Available records:
//! The prediction tracker (C6): per-prediction lifecycle state.
//!
//! A tracker is constructed for exactly one prediction id and never reused
//! (spec.md §4.6, invariant i). Every state-changing operation synchronously
//! hands the current response to the webhook emitter, which itself decides
//! whether to actually send (throttling, terminal bypass).

use std::time::{Duration, Instant};

use chrono::{DateTime, Utc};
use serde::{Deserialize, Serialize};

use crate::webhook::WebhookEmitter;

#[derive(Debug, Clone, Copy, PartialEq, Eq, Serialize, Deserialize)]
#[serde(rename_all = "UPPERCASE")]
pub enum PredictionStatus {
    Starting,
    Processing,
    Succeeded,
    Failed,
    Canceled,
}

impl PredictionStatus {
    pub fn is_terminal(&self) -> bool {
        matches!(
            self,
            PredictionStatus::Succeeded | PredictionStatus::Failed | PredictionStatus::Canceled
        )
    }
}

/// Metrics attached to a terminal response; `upload_time` is populated by
/// the webhook emitter when an upload was performed (spec.md §4.7).
pub type Metrics = std::collections::HashMap<String, serde_json::Value>;

/// The wire shape shared by inbound queue messages, sidecar webhook
/// callbacks, and outbound user webhooks (spec.md §3).
#[derive(Debug, Clone, Serialize, Deserialize)]
pub struct PredictionResponse {
    pub id: String,
    #[serde(default, skip_serializing_if = "Option::is_none")]
    pub version: Option<String>,
    #[serde(default = "default_input")]
    pub input: serde_json::Value,
    #[serde(default, skip_serializing_if = "Option::is_none")]
    pub output: Option<serde_json::Value>,
    pub status: PredictionStatus,
    #[serde(default, skip_serializing_if = "Option::is_none")]
    pub error: Option<String>,
    #[serde(default, skip_serializing_if = "Option::is_none")]
    pub logs: Option<String>,
    #[serde(default, skip_serializing_if = "Option::is_none")]
    pub created_at: Option<DateTime<Utc>>,
    #[serde(default, skip_serializing_if = "Option::is_none")]
    pub started_at: Option<DateTime<Utc>>,
    #[serde(default, skip_serializing_if = "Option::is_none")]
    pub completed_at: Option<DateTime<Utc>>,
    #[serde(default, skip_serializing_if = "Option::is_none")]
    pub metrics: Option<Metrics>,
}

fn default_input() -> serde_json::Value {
    serde_json::json!({})
}

impl PredictionResponse {
    /// A fresh, non-terminal response for a newly-dequeued prediction.
    pub fn new(id: String) -> Self {
        Self {
            id,
            version: None,
            input: default_input(),
            output: None,
            status: PredictionStatus::Starting,
            error: None,
            logs: None,
            created_at: None,
            started_at: None,
            completed_at: None,
            metrics: None,
        }
    }
}

/// The body dequeued from Redis (spec §3). Only the fields the director
/// needs to act on are modeled explicitly; everything else on the wire
/// (arbitrary `PredictionResponse` fields) is forwarded to the sidecar
/// verbatim via the raw JSON the director also keeps around.
#[derive(Debug, Clone, Deserialize)]
pub struct PredictionMessage {
    pub id: String,
    #[serde(default)]
    pub webhook: Option<crate::webhook::WebhookTarget>,
    #[serde(default)]
    pub upload: Option<crate::upload::UploadParams>,
    #[serde(default)]
    pub version: Option<String>,
    #[serde(default = "default_input")]
    pub input: serde_json::Value,
    #[serde(default)]
    pub created_at: Option<DateTime<Utc>>,
}

impl PredictionMessage {
    /// The initial, non-terminal response for this prediction.
    pub fn initial_response(&self) -> PredictionResponse {
        PredictionResponse {
            version: self.version.clone(),
            input: self.input.clone(),
            created_at: self.created_at.or_else(|| Some(Utc::now())),
            ..PredictionResponse::new(self.id.clone())
        }
    }
}

/// Per-prediction lifecycle tracker. Constructed once per prediction id
/// (spec.md §4.6).
pub struct Tracker {
    response: PredictionResponse,
    timed_out: bool,
    start_instant: Option<Instant>,
    completed_instant: Option<Instant>,
    emitter: Option<WebhookEmitter>,
}

impl Tracker {
    pub fn new(response: PredictionResponse, emitter: Option<WebhookEmitter>) -> Self {
        Self {
            response,
            timed_out: false,
            start_instant: None,
            completed_instant: None,
            emitter,
        }
    }

    pub fn status(&self) -> PredictionStatus {
        self.response.status
    }

    pub fn response(&self) -> &PredictionResponse {
        &self.response
    }

    pub fn is_complete(&self) -> bool {
        self.response.status.is_terminal()
    }

    /// Wall time since [`Tracker::start`], frozen once terminal (invariant
    /// iii).
    pub fn runtime(&self) -> Duration {
        match (self.start_instant, self.completed_instant) {
            (Some(start), Some(completed)) => completed.saturating_duration_since(start),
            (Some(start), None) => start.elapsed(),
            (None, _) => Duration::ZERO,
        }
    }

    /// Marks the prediction as started. Idempotent only on the first call;
    /// a second call is a programming error, not a recoverable one — there
    /// is exactly one call site per prediction (spec.md §4.6).
    pub fn start(&mut self) {
        assert!(
            self.start_instant.is_none(),
            "Tracker::start called more than once for prediction {}",
            self.response.id
        );
        self.start_instant = Some(Instant::now());
        self.response.status = PredictionStatus::Processing;
        self.response.started_at = Some(Utc::now());
        self.emit();
    }

    /// Merges sidecar-reported fields. Ignored once the tracker is already
    /// terminal (invariant ii: terminality is sticky).
    pub fn update_from_webhook_payload(&mut self, payload: PredictionResponse) {
        if self.is_complete() {
            return;
        }

        if let Some(output) = payload.output {
            self.response.output = Some(output);
        }
        if let Some(error) = payload.error {
            self.response.error = Some(error);
        }
        if let Some(logs) = payload.logs {
            self.response.logs = Some(logs);
        }
        if let Some(metrics) = payload.metrics {
            self.response.metrics = Some(metrics);
        }
        self.response.status = payload.status;

        if self.response.status.is_terminal() {
            self.mark_completed();
        }

        // A timeout resolved by the sidecar reporting CANCELED is, from the
        // caller's point of view, a failure: the deadline elapsed before
        // the model ever finished, not a user-initiated cancel.
        if self.timed_out && self.response.status == PredictionStatus::Canceled {
            self.response.status = PredictionStatus::Failed;
            self.response.error = Some(
                "Prediction timed out: model failed to complete within the configured deadline."
                    .to_string(),
            );
        }

        self.emit();
    }

    /// Marks that the predict deadline elapsed. Does not by itself change
    /// status (spec.md §4.6) — it only arms the rewrite in
    /// [`Tracker::update_from_webhook_payload`] and [`Tracker::force_cancel`].
    pub fn timed_out(&mut self) {
        self.timed_out = true;
    }

    /// Forces the prediction to CANCELED, used when cancellation grace
    /// expires without the sidecar ever reporting completion.
    pub fn force_cancel(&mut self) {
        if self.is_complete() {
            return;
        }
        if self.timed_out {
            self.response.status = PredictionStatus::Failed;
            self.response.error = Some(
                "Prediction timed out: model failed to complete within the configured deadline."
                    .to_string(),
            );
        } else {
            self.response.status = PredictionStatus::Canceled;
        }
        self.mark_completed();
        self.emit();
    }

    /// Fails the prediction outright (e.g. the sidecar could not be
    /// reached, or rejected the create request).
    pub fn fail(&mut self, message: impl Into<String>) {
        if self.is_complete() {
            return;
        }
        self.response.status = PredictionStatus::Failed;
        self.response.error = Some(message.into());
        self.mark_completed();
        self.emit();
    }

    fn mark_completed(&mut self) {
        self.response.completed_at = Some(Utc::now());
        self.completed_instant = Some(Instant::now());
    }

    fn emit(&self) {
        if let Some(emitter) = &self.emitter {
            emitter.emit(self.response.clone());
        }
    }
}

#[cfg(test)]
mod tests {
    use super::*;

    fn response(id: &str) -> PredictionResponse {
        PredictionResponse::new(id.to_string())
    }

    #[test]
    fn start_sets_processing_and_started_at() {
        let mut tracker = Tracker::new(response("p1"), None);
        tracker.start();
        assert_eq!(tracker.status(), PredictionStatus::Processing);
        assert!(tracker.response().started_at.is_some());
    }

    #[test]
    #[should_panic(expected = "called more than once")]
    fn start_twice_panics() {
        let mut tracker = Tracker::new(response("p1"), None);
        tracker.start();
        tracker.start();
    }

    #[test]
    fn fail_is_terminal_and_sticky() {
        let mut tracker = Tracker::new(response("p1"), None);
        tracker.start();
        tracker.fail("boom");
        assert!(tracker.is_complete());
        assert_eq!(tracker.status(), PredictionStatus::Failed);
        assert_eq!(tracker.response().error.as_deref(), Some("boom"));

        let completed_at = tracker.response().completed_at;
        // A further update must not perturb a completed tracker.
        tracker.update_from_webhook_payload(PredictionResponse {
            status: PredictionStatus::Succeeded,
            ..response("p1")
        });
        assert_eq!(tracker.status(), PredictionStatus::Failed);
        assert_eq!(tracker.response().completed_at, completed_at);
    }

    #[test]
    fn update_advances_status_toward_terminal() {
        let mut tracker = Tracker::new(response("p1"), None);
        tracker.start();
        tracker.update_from_webhook_payload(PredictionResponse {
            status: PredictionStatus::Succeeded,
            output: Some(serde_json::json!(["x"])),
            ..response("p1")
        });
        assert!(tracker.is_complete());
        assert_eq!(tracker.status(), PredictionStatus::Succeeded);
        assert_eq!(tracker.response().output, Some(serde_json::json!(["x"])));
    }

    #[test]
    fn timed_out_then_canceled_becomes_failed() {
        let mut tracker = Tracker::new(response("p1"), None);
        tracker.start();
        tracker.timed_out();
        tracker.update_from_webhook_payload(PredictionResponse {
            status: PredictionStatus::Canceled,
            ..response("p1")
        });
        assert_eq!(tracker.status(), PredictionStatus::Failed);
        assert!(tracker.response().error.as_deref().unwrap().contains("timed out"));
    }

    #[test]
    fn force_cancel_without_timeout_is_canceled() {
        let mut tracker = Tracker::new(response("p1"), None);
        tracker.start();
        tracker.force_cancel();
        assert_eq!(tracker.status(), PredictionStatus::Canceled);
    }

    #[test]
    fn force_cancel_after_timeout_is_failed() {
        let mut tracker = Tracker::new(response("p1"), None);
        tracker.start();
        tracker.timed_out();
        tracker.force_cancel();
        assert_eq!(tracker.status(), PredictionStatus::Failed);
        assert!(tracker.response().error.as_deref().unwrap().contains("timed out"));
    }

    #[test]
    fn runtime_freezes_after_completion() {
        let mut tracker = Tracker::new(response("p1"), None);
        tracker.start();
        tracker.fail("boom");
        let r1 = tracker.runtime();
        std::thread::sleep(Duration::from_millis(5));
        let r2 = tracker.runtime();
        assert_eq!(r1, r2);
    }

    #[test]
    fn runtime_before_start_is_zero() {
        let tracker = Tracker::new(response("p1"), None);
        assert_eq!(tracker.runtime(), Duration::ZERO);
    }
}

Problem description: Go through the material and select each line with the string "reporting" in it.

Exercise result:
        // A timeout resolved by the sidecar reporting CANCELED is, from the
    /// expires without the sidecar ever reporting completion.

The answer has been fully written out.